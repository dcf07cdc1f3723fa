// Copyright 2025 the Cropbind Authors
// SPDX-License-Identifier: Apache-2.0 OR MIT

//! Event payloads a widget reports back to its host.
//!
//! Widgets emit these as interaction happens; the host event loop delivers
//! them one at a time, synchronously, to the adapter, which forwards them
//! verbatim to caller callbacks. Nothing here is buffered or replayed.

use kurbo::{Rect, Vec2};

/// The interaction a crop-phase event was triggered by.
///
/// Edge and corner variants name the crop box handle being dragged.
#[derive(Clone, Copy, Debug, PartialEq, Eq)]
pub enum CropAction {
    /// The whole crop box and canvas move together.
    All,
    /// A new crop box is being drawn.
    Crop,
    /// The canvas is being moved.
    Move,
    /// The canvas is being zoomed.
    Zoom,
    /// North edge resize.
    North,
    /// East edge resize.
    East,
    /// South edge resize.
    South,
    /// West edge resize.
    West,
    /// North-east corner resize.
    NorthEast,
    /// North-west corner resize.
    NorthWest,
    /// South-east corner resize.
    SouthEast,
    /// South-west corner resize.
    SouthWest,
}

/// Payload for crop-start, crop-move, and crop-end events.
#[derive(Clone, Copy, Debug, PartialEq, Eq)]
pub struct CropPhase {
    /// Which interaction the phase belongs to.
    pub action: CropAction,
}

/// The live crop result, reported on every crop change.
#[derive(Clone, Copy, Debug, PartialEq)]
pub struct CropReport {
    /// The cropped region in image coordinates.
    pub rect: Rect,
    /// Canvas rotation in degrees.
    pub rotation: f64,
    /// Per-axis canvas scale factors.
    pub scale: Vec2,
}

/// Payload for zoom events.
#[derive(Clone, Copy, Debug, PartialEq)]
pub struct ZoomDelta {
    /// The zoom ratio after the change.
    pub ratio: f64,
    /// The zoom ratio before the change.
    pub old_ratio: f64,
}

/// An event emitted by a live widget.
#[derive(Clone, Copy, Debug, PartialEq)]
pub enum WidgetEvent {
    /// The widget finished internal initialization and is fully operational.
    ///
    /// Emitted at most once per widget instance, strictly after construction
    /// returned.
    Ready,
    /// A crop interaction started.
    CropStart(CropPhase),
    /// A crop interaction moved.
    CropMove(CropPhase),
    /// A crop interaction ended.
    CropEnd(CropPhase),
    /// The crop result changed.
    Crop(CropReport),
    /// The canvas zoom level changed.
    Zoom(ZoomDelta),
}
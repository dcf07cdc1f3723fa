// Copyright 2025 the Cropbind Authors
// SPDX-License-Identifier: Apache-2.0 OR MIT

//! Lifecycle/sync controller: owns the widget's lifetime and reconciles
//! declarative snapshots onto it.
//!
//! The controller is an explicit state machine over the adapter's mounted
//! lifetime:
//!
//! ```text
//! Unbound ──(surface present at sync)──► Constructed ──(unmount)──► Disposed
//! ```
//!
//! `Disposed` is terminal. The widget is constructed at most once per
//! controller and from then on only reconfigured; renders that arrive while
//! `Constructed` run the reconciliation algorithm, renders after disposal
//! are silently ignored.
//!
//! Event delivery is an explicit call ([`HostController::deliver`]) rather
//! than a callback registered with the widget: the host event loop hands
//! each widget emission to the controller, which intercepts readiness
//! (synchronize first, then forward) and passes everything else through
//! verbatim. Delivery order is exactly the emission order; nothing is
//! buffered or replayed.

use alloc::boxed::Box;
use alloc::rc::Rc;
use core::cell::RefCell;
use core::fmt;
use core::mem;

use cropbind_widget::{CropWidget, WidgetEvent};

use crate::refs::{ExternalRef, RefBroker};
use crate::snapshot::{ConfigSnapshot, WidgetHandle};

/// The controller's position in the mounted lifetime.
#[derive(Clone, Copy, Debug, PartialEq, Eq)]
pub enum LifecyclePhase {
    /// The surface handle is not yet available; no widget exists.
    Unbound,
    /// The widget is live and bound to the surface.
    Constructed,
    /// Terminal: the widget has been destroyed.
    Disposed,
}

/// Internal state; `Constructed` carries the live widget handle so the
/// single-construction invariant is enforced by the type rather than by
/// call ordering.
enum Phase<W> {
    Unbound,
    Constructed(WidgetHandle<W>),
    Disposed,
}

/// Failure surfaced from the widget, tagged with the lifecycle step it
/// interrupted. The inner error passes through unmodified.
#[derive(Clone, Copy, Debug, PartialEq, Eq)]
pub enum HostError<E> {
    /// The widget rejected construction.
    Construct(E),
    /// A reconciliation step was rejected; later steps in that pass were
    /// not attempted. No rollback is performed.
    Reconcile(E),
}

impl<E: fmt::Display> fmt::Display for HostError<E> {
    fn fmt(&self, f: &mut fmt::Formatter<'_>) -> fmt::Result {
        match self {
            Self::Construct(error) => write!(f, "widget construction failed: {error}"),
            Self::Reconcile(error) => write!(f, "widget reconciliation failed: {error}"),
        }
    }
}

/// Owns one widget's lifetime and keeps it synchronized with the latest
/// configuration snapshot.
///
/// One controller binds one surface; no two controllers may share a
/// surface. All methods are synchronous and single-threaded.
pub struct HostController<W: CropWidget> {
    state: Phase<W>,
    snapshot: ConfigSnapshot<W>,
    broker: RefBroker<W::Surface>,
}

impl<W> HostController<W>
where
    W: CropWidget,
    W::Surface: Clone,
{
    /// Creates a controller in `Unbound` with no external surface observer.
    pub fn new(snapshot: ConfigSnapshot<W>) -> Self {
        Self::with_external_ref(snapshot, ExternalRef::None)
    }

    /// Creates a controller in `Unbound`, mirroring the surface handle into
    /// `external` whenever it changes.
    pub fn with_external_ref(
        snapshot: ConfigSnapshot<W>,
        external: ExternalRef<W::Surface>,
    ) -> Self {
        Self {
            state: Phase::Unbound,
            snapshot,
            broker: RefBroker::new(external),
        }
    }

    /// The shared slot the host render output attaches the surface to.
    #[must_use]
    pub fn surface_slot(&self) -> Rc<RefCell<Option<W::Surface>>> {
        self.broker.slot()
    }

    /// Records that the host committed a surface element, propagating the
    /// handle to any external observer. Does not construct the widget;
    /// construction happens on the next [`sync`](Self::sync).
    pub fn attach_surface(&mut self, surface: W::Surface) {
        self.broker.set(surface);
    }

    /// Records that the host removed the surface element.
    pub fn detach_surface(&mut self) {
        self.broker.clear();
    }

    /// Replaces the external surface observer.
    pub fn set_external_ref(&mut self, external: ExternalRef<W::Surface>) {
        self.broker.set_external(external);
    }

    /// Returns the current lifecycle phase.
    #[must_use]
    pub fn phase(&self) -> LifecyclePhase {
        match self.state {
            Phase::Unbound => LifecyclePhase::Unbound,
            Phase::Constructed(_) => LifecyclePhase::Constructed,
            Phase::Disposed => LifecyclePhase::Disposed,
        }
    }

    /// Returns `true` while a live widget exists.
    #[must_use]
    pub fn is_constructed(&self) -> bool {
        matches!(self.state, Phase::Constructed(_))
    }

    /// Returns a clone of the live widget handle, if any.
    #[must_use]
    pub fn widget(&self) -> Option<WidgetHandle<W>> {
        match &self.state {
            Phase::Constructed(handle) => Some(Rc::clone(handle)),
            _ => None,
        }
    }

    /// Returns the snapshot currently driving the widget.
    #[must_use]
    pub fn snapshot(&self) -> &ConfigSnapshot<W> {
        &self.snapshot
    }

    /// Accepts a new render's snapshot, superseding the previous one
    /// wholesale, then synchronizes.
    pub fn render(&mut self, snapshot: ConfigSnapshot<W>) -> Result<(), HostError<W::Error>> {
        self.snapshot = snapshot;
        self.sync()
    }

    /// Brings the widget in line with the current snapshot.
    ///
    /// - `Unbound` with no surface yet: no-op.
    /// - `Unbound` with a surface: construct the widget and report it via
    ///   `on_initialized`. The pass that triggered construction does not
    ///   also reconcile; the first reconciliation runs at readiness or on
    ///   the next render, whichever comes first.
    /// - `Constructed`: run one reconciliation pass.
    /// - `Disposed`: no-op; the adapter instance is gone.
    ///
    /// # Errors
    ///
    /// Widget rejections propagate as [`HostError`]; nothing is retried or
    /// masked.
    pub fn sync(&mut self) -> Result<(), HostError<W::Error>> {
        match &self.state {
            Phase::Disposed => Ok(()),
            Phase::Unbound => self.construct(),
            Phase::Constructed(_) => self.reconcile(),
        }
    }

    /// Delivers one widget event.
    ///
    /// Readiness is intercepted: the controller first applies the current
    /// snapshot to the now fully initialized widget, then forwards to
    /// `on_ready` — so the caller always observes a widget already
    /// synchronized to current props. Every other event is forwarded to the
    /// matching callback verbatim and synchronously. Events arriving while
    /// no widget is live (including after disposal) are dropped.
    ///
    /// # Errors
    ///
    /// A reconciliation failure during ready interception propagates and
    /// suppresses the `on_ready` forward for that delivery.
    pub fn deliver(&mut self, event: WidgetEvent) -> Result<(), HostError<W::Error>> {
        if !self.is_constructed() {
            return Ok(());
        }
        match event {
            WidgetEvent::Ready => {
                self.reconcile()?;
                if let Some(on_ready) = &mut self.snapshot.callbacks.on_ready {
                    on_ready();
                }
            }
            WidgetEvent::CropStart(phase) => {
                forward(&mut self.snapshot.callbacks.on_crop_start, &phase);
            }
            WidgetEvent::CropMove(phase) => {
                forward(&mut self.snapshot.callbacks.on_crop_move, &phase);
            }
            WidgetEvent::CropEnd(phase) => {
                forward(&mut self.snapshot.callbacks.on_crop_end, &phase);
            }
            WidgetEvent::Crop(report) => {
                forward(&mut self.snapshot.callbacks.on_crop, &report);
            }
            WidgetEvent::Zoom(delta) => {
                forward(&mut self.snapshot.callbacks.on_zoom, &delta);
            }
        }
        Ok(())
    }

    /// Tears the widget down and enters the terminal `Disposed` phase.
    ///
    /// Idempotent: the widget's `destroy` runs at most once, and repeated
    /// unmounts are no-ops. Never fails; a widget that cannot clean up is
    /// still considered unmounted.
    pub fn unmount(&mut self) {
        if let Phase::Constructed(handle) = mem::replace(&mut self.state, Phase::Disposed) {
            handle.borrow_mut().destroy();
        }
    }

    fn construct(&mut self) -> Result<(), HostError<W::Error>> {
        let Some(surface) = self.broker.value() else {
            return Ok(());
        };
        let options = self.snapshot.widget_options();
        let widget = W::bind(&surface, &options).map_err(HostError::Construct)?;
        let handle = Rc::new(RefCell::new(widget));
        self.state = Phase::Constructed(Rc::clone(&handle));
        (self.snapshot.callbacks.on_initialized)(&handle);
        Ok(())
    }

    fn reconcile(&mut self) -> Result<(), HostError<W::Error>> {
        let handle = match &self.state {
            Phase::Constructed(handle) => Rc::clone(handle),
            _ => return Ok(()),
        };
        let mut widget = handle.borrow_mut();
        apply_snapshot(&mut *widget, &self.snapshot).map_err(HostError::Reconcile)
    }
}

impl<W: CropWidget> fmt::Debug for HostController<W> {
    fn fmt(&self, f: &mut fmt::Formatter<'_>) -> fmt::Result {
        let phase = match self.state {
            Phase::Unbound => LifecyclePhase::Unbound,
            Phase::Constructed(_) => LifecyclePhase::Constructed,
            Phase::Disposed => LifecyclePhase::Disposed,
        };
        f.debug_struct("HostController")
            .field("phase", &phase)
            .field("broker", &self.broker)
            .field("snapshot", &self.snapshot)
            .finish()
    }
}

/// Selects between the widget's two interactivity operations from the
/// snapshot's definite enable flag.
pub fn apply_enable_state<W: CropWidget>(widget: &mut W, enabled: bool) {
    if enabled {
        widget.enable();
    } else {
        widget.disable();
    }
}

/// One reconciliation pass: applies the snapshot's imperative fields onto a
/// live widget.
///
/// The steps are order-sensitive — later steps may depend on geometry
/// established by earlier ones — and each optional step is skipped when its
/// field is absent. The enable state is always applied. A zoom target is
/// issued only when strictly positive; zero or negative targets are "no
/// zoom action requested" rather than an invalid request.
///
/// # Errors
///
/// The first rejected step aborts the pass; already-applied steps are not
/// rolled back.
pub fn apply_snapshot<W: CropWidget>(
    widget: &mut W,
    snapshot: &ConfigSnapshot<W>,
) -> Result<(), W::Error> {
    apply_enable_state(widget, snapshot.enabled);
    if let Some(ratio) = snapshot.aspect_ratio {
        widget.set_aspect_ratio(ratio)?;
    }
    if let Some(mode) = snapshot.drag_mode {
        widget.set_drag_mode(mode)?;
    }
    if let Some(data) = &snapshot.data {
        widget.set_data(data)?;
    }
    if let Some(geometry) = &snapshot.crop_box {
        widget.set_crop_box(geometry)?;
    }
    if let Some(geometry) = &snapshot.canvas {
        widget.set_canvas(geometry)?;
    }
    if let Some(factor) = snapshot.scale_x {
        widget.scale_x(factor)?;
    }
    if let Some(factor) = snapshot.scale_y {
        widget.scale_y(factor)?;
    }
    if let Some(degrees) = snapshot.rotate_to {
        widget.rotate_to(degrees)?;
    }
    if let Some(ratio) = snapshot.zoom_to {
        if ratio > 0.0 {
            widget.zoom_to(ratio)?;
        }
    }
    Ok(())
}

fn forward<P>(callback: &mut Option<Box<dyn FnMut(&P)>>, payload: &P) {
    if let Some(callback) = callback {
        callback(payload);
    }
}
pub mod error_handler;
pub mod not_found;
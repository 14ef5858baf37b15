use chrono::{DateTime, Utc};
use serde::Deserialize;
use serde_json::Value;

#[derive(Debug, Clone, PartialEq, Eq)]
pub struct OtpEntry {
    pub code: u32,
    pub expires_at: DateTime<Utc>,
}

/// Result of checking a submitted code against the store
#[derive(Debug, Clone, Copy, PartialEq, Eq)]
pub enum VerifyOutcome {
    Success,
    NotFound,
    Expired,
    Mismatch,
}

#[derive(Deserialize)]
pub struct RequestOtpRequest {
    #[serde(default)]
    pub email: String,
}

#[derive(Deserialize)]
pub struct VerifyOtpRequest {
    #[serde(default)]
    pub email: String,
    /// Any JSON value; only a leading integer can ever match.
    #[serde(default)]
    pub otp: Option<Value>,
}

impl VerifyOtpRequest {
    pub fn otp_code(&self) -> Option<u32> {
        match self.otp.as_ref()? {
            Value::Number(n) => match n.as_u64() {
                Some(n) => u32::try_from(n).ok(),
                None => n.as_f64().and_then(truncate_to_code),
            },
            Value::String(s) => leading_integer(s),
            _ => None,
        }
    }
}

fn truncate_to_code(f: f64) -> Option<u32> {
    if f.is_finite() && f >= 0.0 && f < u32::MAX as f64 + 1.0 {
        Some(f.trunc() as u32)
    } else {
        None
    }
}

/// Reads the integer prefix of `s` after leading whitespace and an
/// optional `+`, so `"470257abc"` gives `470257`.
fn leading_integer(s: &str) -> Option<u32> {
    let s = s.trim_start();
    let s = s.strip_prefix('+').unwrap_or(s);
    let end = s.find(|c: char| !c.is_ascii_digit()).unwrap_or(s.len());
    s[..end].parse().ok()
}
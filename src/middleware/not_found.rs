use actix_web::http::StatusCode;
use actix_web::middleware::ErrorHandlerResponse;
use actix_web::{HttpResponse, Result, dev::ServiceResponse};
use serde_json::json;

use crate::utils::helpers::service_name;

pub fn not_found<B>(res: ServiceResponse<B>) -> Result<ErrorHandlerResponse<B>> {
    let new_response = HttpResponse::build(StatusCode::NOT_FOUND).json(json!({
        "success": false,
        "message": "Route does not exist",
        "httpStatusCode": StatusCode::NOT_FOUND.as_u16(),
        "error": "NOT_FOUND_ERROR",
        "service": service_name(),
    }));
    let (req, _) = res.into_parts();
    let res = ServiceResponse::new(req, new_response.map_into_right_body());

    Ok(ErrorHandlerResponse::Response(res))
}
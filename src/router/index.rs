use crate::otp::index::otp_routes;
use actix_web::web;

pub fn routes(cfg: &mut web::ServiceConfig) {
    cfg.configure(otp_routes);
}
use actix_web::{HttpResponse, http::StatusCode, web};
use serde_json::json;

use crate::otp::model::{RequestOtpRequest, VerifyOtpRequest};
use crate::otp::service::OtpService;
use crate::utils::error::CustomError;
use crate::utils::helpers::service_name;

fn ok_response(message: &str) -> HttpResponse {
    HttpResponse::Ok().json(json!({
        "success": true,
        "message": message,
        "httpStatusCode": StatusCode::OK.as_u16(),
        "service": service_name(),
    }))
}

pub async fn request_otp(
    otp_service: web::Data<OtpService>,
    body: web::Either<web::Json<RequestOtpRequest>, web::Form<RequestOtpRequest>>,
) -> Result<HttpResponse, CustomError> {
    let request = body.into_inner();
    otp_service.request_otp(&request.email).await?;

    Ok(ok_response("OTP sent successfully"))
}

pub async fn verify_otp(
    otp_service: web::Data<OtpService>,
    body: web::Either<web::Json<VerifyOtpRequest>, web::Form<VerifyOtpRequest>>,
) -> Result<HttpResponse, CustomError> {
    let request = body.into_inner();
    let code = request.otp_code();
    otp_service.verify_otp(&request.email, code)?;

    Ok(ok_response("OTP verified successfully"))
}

What needs to be done>
Everything above from the line with "impl<W> HostController<W>" to the line with "the surface element.", both included, must be repeated exactly, and nothing outside that range.

Exercise answer>
impl<W> HostController<W>
where
    W: CropWidget,
    W::Surface: Clone,
{
    /// Creates a controller in `Unbound` with no external surface observer.
    pub fn new(snapshot: ConfigSnapshot<W>) -> Self {
        Self::with_external_ref(snapshot, ExternalRef::None)
    }

    /// Creates a controller in `Unbound`, mirroring the surface handle into
    /// `external` whenever it changes.
    pub fn with_external_ref(
        snapshot: ConfigSnapshot<W>,
        external: ExternalRef<W::Surface>,
    ) -> Self {
        Self {
            state: Phase::Unbound,
            snapshot,
            broker: RefBroker::new(external),
        }
    }

    /// The shared slot the host render output attaches the surface to.
    #[must_use]
    pub fn surface_slot(&self) -> Rc<RefCell<Option<W::Surface>>> {
        self.broker.slot()
    }

    /// Records that the host committed a surface element, propagating the
    /// handle to any external observer. Does not construct the widget;
    /// construction happens on the next [`sync`](Self::sync).
    pub fn attach_surface(&mut self, surface: W::Surface) {
        self.broker.set(surface);
    }

    /// Records that the host removed the surface element.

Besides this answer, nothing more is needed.